→ **What to work on**: Every line below between the line holding "functions each render" and the line holding "(heading + 90°).", inclusive, should be repeated exactly, and all other lines omitted.

→ **Data excerpts**:
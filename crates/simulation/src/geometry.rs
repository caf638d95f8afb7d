//! Pure curve geometry for segment interpolation.
//!
//! Every edge between two stops is rendered and traversed as a single
//! quadratic Bézier arc: the two stop positions are the endpoints and the
//! edge's curvature offset, applied at the segment midpoint, produces the
//! one interior control point. Vehicles evaluate these functions each render
//! tick with a progress value `t` derived from elapsed travel time.

use bevy::prelude::*;

use crate::config::{LANE_COUNT, LANE_WIDTH};

/// Evaluate the quadratic Bézier `B(t) = (1-t)²p0 + 2(1-t)t·p1 + t²p2`.
///
/// Defined for all `t`; values outside `[0, 1]` extrapolate along the curve.
pub fn curve_point(t: f32, p0: Vec2, p1: Vec2, p2: Vec2) -> Vec2 {
    let u = 1.0 - t;
    u * u * p0 + 2.0 * u * t * p1 + t * t * p2
}

/// Heading along the curve at `t`, in degrees.
///
/// Uses the analytic derivative `B'(t) = 2(1-t)(p1-p0) + 2t(p2-p1)` and
/// `atan2(dy, dx)`. A degenerate curve (all points equal) yields 0.
pub fn curve_heading_degrees(t: f32, p0: Vec2, p1: Vec2, p2: Vec2) -> f32 {
    let d = 2.0 * (1.0 - t) * (p1 - p0) + 2.0 * t * (p2 - p1);
    d.y.atan2(d.x).to_degrees()
}

/// The interior control point for a segment: midpoint plus curvature offset.
pub fn control_point(start: Vec2, end: Vec2, offset: Vec2) -> Vec2 {
    (start + end) * 0.5 + offset
}

/// Perpendicular lane-separation offset for a vehicle travelling at the
/// given heading.
///
/// Lanes are centred on zero: with four lanes, indices 0..4 map to offsets
/// of -1.5, -0.5, 0.5 and 1.5 lane widths along the normal (heading + 90°).
/// Purely cosmetic; never feeds back into travel timing or state.
pub fn lane_offset(heading_degrees: f32, lane_index: u32) -> Vec2 {
    let normal = (heading_degrees + 90.0).to_radians();
    let centered = lane_index as f32 - (LANE_COUNT as f32 - 1.0) / 2.0;
    Vec2::new(normal.cos(), normal.sin()) * centered * LANE_WIDTH
}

→ **Expected answer**:
//! one interior control point. Vehicles evaluate these functions each render
//! tick with a progress value `t` derived from elapsed travel time.

use bevy::prelude::*;

use crate::config::{LANE_COUNT, LANE_WIDTH};

/// Evaluate the quadratic Bézier `B(t) = (1-t)²p0 + 2(1-t)t·p1 + t²p2`.
///
/// Defined for all `t`; values outside `[0, 1]` extrapolate along the curve.
pub fn curve_point(t: f32, p0: Vec2, p1: Vec2, p2: Vec2) -> Vec2 {
    let u = 1.0 - t;
    u * u * p0 + 2.0 * u * t * p1 + t * t * p2
}

/// Heading along the curve at `t`, in degrees.
///
/// Uses the analytic derivative `B'(t) = 2(1-t)(p1-p0) + 2t(p2-p1)` and
/// `atan2(dy, dx)`. A degenerate curve (all points equal) yields 0.
pub fn curve_heading_degrees(t: f32, p0: Vec2, p1: Vec2, p2: Vec2) -> f32 {
    let d = 2.0 * (1.0 - t) * (p1 - p0) + 2.0 * t * (p2 - p1);
    d.y.atan2(d.x).to_degrees()
}

/// The interior control point for a segment: midpoint plus curvature offset.
pub fn control_point(start: Vec2, end: Vec2, offset: Vec2) -> Vec2 {
    (start + end) * 0.5 + offset
}

/// Perpendicular lane-separation offset for a vehicle travelling at the
/// given heading.
///
/// Lanes are centred on zero: with four lanes, indices 0..4 map to offsets
/// of -1.5, -0.5, 0.5 and 1.5 lane widths along the normal (heading + 90°).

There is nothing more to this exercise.